After being stifled through five innings by Liriano's slider-heavy approach, New York began to chip away as the left-hander tired.
"He really attacked us a lot differently than what we thought," Nick Swisher said. "He really went to his offspeed pitches a lot tonight. We made a little adjustment and got huge hits to get us going. The switch turns on once the postseason rolls around over here."
Teixeira started the damage with a one-out double and advanced to third on a wild pitch, scoring on Robinson Cano's single to right. Jorge Posada then drove a two-out single, bringing home Alex Rodriguez with the second run.
Granderson -- whose struggles against left-handed pitching seemed to be quieted by a mid-August swing renovation -- then gave the Yankees their first lead of the night, as Liriano -- charged with four runs on six hits in 5 2/3 innings -- saw his first career postseason start end in sour fashion.
"If he hadn't got hurt over the course of his year, he would arguably be the best lefty in baseball," Granderson said. "It was just a matter of being in position to hit the baseball and getting a pitch to hit. I was able to go ahead and put the ball a little out of reach of Denard Span in center field and allow us to run around the bases a little bit."
Sabathia gave it back in the sixth, issuing a two-out walk to Jim Thome that snapped a string of 11 straight retired. Michael Cuddyer stroked a double to left field that Brett Gardner couldn't flag, and after Sabathia walked Jason Kubel to load the bases, he lost Danny Valencia to a four-pitch free pass, forcing in the tying run.
"I just made bad pitches," Sabathia said. "I'm trying to get a ground ball, flyout -- anything -- at that point. I just wasn't able to make a pitch."

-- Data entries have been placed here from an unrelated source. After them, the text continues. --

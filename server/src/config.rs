//! Startup configuration, read from environment variables.

use rezeptbuch_core::SortPolicy;
use std::env;
use std::net::SocketAddr;
use thiserror::Error;

pub const DEFAULT_DATABASE_URL: &str = "rezeptbuch.sqlite";
pub const DEFAULT_BIND_ADDR: &str = "0.0.0.0:3000";
pub const DEFAULT_POOL_SIZE: u32 = 8;
pub const DEFAULT_BUSY_TIMEOUT_MS: u64 = 5000;
pub const DEFAULT_SERVICE_NAME: &str = "rezeptbuch-server";

#[derive(Error, Debug, PartialEq, Eq)]
#[error("Invalid value {value:?} for {key}: {reason}")]
pub struct ConfigError {
    pub key: &'static str,
    pub value: String,
    pub reason: String,
}

#[derive(Debug, Clone, PartialEq, Eq)]
pub struct TelemetryConfig {
    /// OTLP collector; console logging only when unset
    pub otlp_endpoint: Option<String>,
    pub service_name: String,
}

#[derive(Debug, Clone, PartialEq, Eq)]
pub struct Config {
    pub database_url: String,
    pub pool_size: u32,
    pub busy_timeout_ms: u64,
    pub bind_addr: SocketAddr,
    pub sort_policy: SortPolicy,
    pub telemetry: TelemetryConfig,
}

impl Config {
    pub fn from_env() -> Result<Self, ConfigError> {
        Self::from_lookup(|key| env::var(key).ok())
    }

    /// Build from any key lookup. Empty values count as unset.
    pub fn from_lookup<F>(lookup: F) -> Result<Self, ConfigError>
    where
        F: Fn(&str) -> Option<String>,
    {
        let get = |key: &str| lookup(key).filter(|v| !v.trim().is_empty());

        let pool_size = match get("DATABASE_POOL_SIZE") {
            Some(raw) => match raw.trim().parse::<u32>() {
                Ok(n) if n >= 1 => n,
                Ok(_) => return Err(invalid("DATABASE_POOL_SIZE", raw, "must be at least 1")),
                Err(e) => return Err(invalid("DATABASE_POOL_SIZE", raw, e)),
            },
            None => DEFAULT_POOL_SIZE,
        };

        let busy_timeout_ms = match get("DATABASE_BUSY_TIMEOUT_MS") {
            Some(raw) => raw
                .trim()
                .parse::<u64>()
                .map_err(|e| invalid("DATABASE_BUSY_TIMEOUT_MS", raw.clone(), e))?,
            None => DEFAULT_BUSY_TIMEOUT_MS,
        };

        let bind_raw = get("BIND_ADDR").unwrap_or_else(|| DEFAULT_BIND_ADDR.to_string());
        let bind_addr = bind_raw
            .trim()
            .parse::<SocketAddr>()
            .map_err(|e| invalid("BIND_ADDR", bind_raw.clone(), e))?;

        let sort_policy = match get("RECIPE_SORT") {
            Some(raw) => raw
                .parse::<SortPolicy>()
                .map_err(|e| invalid("RECIPE_SORT", raw.clone(), e))?,
            None => SortPolicy::default(),
        };

        Ok(Self {
            database_url: get("DATABASE_URL").unwrap_or_else(|| DEFAULT_DATABASE_URL.to_string()),
            pool_size,
            busy_timeout_ms,
            bind_addr,
            sort_policy,
            telemetry: TelemetryConfig {
                otlp_endpoint: get("OTEL_EXPORTER_OTLP_ENDPOINT"),
                service_name: get("OTEL_SERVICE_NAME")
                    .unwrap_or_else(|| DEFAULT_SERVICE_NAME.to_string()),
            },
        })
    }
}

fn invalid(key: &'static str, value: String, reason: impl ToString) -> ConfigError {
    ConfigError {
        key,
        value,
        reason: reason.to_string(),
    }
}

#[cfg(test)]
mod tests {
    use super::*;
    use std::collections::HashMap;

    fn config_from(vars: &[(&str, &str)]) -> Result<Config, ConfigError> {
        let vars: HashMap<String, String> = vars
            .iter()
            .map(|(k, v)| (k.to_string(), v.to_string()))
            .collect();
        Config::from_lookup(|key| vars.get(key).cloned())
    }

    #[test]
    fn test_defaults() {
        let config = config_from(&[]).unwrap();
        assert_eq!(config.database_url, DEFAULT_DATABASE_URL);
        assert_eq!(config.pool_size, DEFAULT_POOL_SIZE);
        assert_eq!(config.bind_addr, "0.0.0.0:3000".parse::<SocketAddr>().unwrap());
        assert_eq!(config.sort_policy, SortPolicy::Ranked);
        assert_eq!(config.telemetry.otlp_endpoint, None);
        assert_eq!(config.telemetry.service_name, DEFAULT_SERVICE_NAME);
    }

    #[test]
    fn test_overrides() {
        let config = config_from(&[
            ("DATABASE_URL", "/var/lib/rezeptbuch/data.sqlite"),
            ("DATABASE_POOL_SIZE", "2"),
            ("BIND_ADDR", "127.0.0.1:8080"),
            ("RECIPE_SORT", "newest"),
            ("OTEL_EXPORTER_OTLP_ENDPOINT", "http://collector:4317"),
        ])
        .unwrap();
        assert_eq!(config.database_url, "/var/lib/rezeptbuch/data.sqlite");
        assert_eq!(config.pool_size, 2);
        assert_eq!(config.bind_addr.port(), 8080);
        assert_eq!(config.sort_policy, SortPolicy::Newest);
        assert_eq!(
            config.telemetry.otlp_endpoint.as_deref(),
            Some("http://collector:4317")
        );
    }

    #[test]
    fn test_empty_values_fall_back_to_defaults() {
        let config = config_from(&[("RECIPE_SORT", ""), ("DATABASE_URL", "  ")]).unwrap();
        assert_eq!(config.sort_policy, SortPolicy::Ranked);
        assert_eq!(config.database_url, DEFAULT_DATABASE_URL);
    }

    #[test]
    fn test_invalid_values_are_rejected() {
        assert_eq!(
            config_from(&[("DATABASE_POOL_SIZE", "0")]).unwrap_err().key,
            "DATABASE_POOL_SIZE"
        );
        assert_eq!(
            config_from(&[("RECIPE_SORT", "random")]).unwrap_err().key,
            "RECIPE_SORT"
        );
        assert_eq!(
            config_from(&[("BIND_ADDR", "localhost")]).unwrap_err().key,
            "BIND_ADDR"
        );
    }
}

Cuddyer was also a thorn in Sabathia's side in the second inning, blasting a two-run homer into the trees beyond the center-field wall.
Minnesota added a third run in the third inning, as Orlando Hudson singled and alertly hustled to third while Teixeira fielded a groundout at first base. With Delmon Young batting, Posada missed a pitch for a passed ball, putting the Yankees in a 3-0 hole at the time.

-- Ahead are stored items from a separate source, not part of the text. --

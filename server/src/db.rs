use diesel::connection::SimpleConnection;
use diesel::prelude::*;
use diesel::r2d2::{self, ConnectionManager, CustomizeConnection};
use diesel_migrations::{embed_migrations, EmbeddedMigrations, MigrationHarness};
use thiserror::Error;

pub const MIGRATIONS: EmbeddedMigrations = embed_migrations!("../migrations");

pub type DbPool = r2d2::Pool<ConnectionManager<SqliteConnection>>;

#[derive(Error, Debug)]
pub enum DbError {
    #[error("Failed to create database pool: {0}")]
    Pool(#[from] r2d2::PoolError),

    #[error("Failed to run database migrations: {0}")]
    Migrations(String),
}

/// Per-connection SQLite settings, applied whenever the pool opens a
/// connection.
#[derive(Debug, Clone, Copy)]
struct SqlitePragmas {
    busy_timeout_ms: u64,
}

impl CustomizeConnection<SqliteConnection, r2d2::Error> for SqlitePragmas {
    fn on_acquire(&self, conn: &mut SqliteConnection) -> Result<(), r2d2::Error> {
        conn.batch_execute(&format!("PRAGMA busy_timeout = {};", self.busy_timeout_ms))
            .map_err(r2d2::Error::QueryError)
    }
}

/// Open the pool and bring the schema up to date.
///
/// `:memory:` databases are private to one connection, so callers using one
/// must pass `max_size = 1`.
pub fn create_pool(
    database_url: &str,
    max_size: u32,
    busy_timeout_ms: u64,
) -> Result<DbPool, DbError> {
    let manager = ConnectionManager::<SqliteConnection>::new(database_url);
    let pool = r2d2::Pool::builder()
        .max_size(max_size)
        .connection_customizer(Box::new(SqlitePragmas { busy_timeout_ms }))
        .build(manager)?;

    let mut conn = pool.get()?;
    let applied = conn
        .run_pending_migrations(MIGRATIONS)
        .map_err(|e| DbError::Migrations(e.to_string()))?;
    if !applied.is_empty() {
        tracing::info!("Applied {} database migration(s)", applied.len());
    }

    Ok(pool)
}

#[cfg(test)]
pub fn test_pool() -> DbPool {
    create_pool(":memory:", 1, 0).expect("in-memory database")
}
pub mod codec;
pub mod error;
pub mod slug;
pub mod sort;
pub mod taxonomy;
pub mod validate;

pub use codec::{decode_list, encode_list};
pub use error::{CodecError, UnknownSortPolicy, ValidationError};
pub use slug::{recipe_id, slugify, FALLBACK_SLUG, MAX_SLUG_LEN};
pub use sort::{SortPolicy, Sortable};
pub use taxonomy::{Category, Taxonomy, UNRANKED};
pub use validate::{RecipeFields, RecipeInput};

Sabathia, who started five games in last year's postseason for New York and went 3-1 with a 1.98 ERA, completed six innings in his first effort of the 2010 playoffs. He allowed four runs (three earned) on five hits, walking three and striking out five while hitting a batter.

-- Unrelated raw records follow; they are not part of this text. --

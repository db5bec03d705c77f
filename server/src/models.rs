use diesel::prelude::*;
use rezeptbuch_core::{encode_list, CodecError, RecipeFields, Sortable};
use serde::Serialize;
use utoipa::ToSchema;

/// A stored recipe, serialized exactly as the row is laid out.
///
/// Only `id` is guaranteed. Rows written by this server fill every column,
/// but the table itself allows NULL and older rows may carry it.
#[derive(Queryable, Selectable, Serialize, Debug, Clone, ToSchema)]
#[diesel(table_name = crate::schema::recipes)]
#[diesel(check_for_backend(diesel::sqlite::Sqlite))]
pub struct Recipe {
    pub id: String,
    pub title: Option<String>,
    pub category: Option<String>,
    pub subcategory: Option<String>,
    pub servings: Option<i64>,
    pub prep: Option<String>,
    pub total: Option<String>,
    /// JSON-encoded array of strings
    pub ingredients_json: Option<String>,
    /// JSON-encoded array of strings
    pub steps_json: Option<String>,
    /// Milliseconds since the Unix epoch
    pub created_at: Option<i64>,
}

// Missing values sort like empty text and the epoch.
impl Sortable for Recipe {
    fn id(&self) -> &str {
        &self.id
    }

    fn title(&self) -> &str {
        self.title.as_deref().unwrap_or_default()
    }

    fn category(&self) -> &str {
        self.category.as_deref().unwrap_or_default()
    }

    fn subcategory(&self) -> &str {
        self.subcategory.as_deref().unwrap_or_default()
    }

    fn created_at(&self) -> i64 {
        self.created_at.unwrap_or_default()
    }
}

/// Ingredient and step lists in their stored form.
#[derive(Debug, Clone)]
pub struct EncodedLists {
    pub ingredients_json: String,
    pub steps_json: String,
}

impl EncodedLists {
    pub fn encode(fields: &RecipeFields) -> Result<Self, CodecError> {
        Ok(Self {
            ingredients_json: encode_list(&fields.ingredients)?,
            steps_json: encode_list(&fields.steps)?,
        })
    }
}

#[derive(Insertable)]
#[diesel(table_name = crate::schema::recipes)]
pub struct NewRecipe<'a> {
    pub id: &'a str,
    pub title: &'a str,
    pub category: &'a str,
    pub subcategory: &'a str,
    pub servings: i64,
    pub prep: &'a str,
    pub total: &'a str,
    pub ingredients_json: &'a str,
    pub steps_json: &'a str,
    pub created_at: i64,
}

impl<'a> NewRecipe<'a> {
    pub fn new(
        id: &'a str,
        fields: &'a RecipeFields,
        lists: &'a EncodedLists,
        created_at: i64,
    ) -> Self {
        Self {
            id,
            title: &fields.title,
            category: &fields.category,
            subcategory: &fields.subcategory,
            servings: fields.servings,
            prep: &fields.prep,
            total: &fields.total,
            ingredients_json: &lists.ingredients_json,
            steps_json: &lists.steps_json,
            created_at,
        }
    }
}

/// Every mutable column. `id` and `created_at` are never part of an update.
#[derive(AsChangeset)]
#[diesel(table_name = crate::schema::recipes)]
pub struct RecipeChanges<'a> {
    pub title: &'a str,
    pub category: &'a str,
    pub subcategory: &'a str,
    pub servings: i64,
    pub prep: &'a str,
    pub total: &'a str,
    pub ingredients_json: &'a str,
    pub steps_json: &'a str,
}

impl<'a> RecipeChanges<'a> {
    pub fn new(fields: &'a RecipeFields, lists: &'a EncodedLists) -> Self {
        Self {
            title: &fields.title,
            category: &fields.category,
            subcategory: &fields.subcategory,
            servings: fields.servings,
            prep: &fields.prep,
            total: &fields.total,
            ingredients_json: &lists.ingredients_json,
            steps_json: &lists.steps_json,
        }
    }
}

"He was not sharp, really," Posada said. "They were very patient against him. We needed to throw the sliders and the fastballs, and they weren't swinging at it. It seemed like they had a good plan against him -- they really did. He didn't break -- he battled, and that's what you want from your ace."
New York's bullpen got the job done in relief, though the process wasn't without its moments. Dave Robertson whiffed Thome on a filthy breaking ball to end the seventh, leaving two men on in what A-Rod called "a beautiful sequence," and Rivera bailed Kerry Wood out of a two-on, two-out situation in the eighth by shattering Span's bat.
One out away from his club's eighth come-from-behind postseason win when trailing by three runs, Rivera appeared to get the final out on a sinking Young liner to right field, which defensive replacement Greg Golson raced in to snare.
But the play was ruled a single, despite protests, so it was up to Rivera to shatter one more bat. Thome popped out harmlessly as the Yankees, once again, shipped the Twins off with the same old result.
"They have a good team," captain Derek Jeter said. "They played as good as any team in baseball since the All-Star break, so we know it's going to be a challenge. We were fortunate to get Game 1, but we have to come right back tomorrow and play well."
Bryan Hoch is a reporter for MLB.com. This story was not subject to the approval of Major League Baseball or its clubs.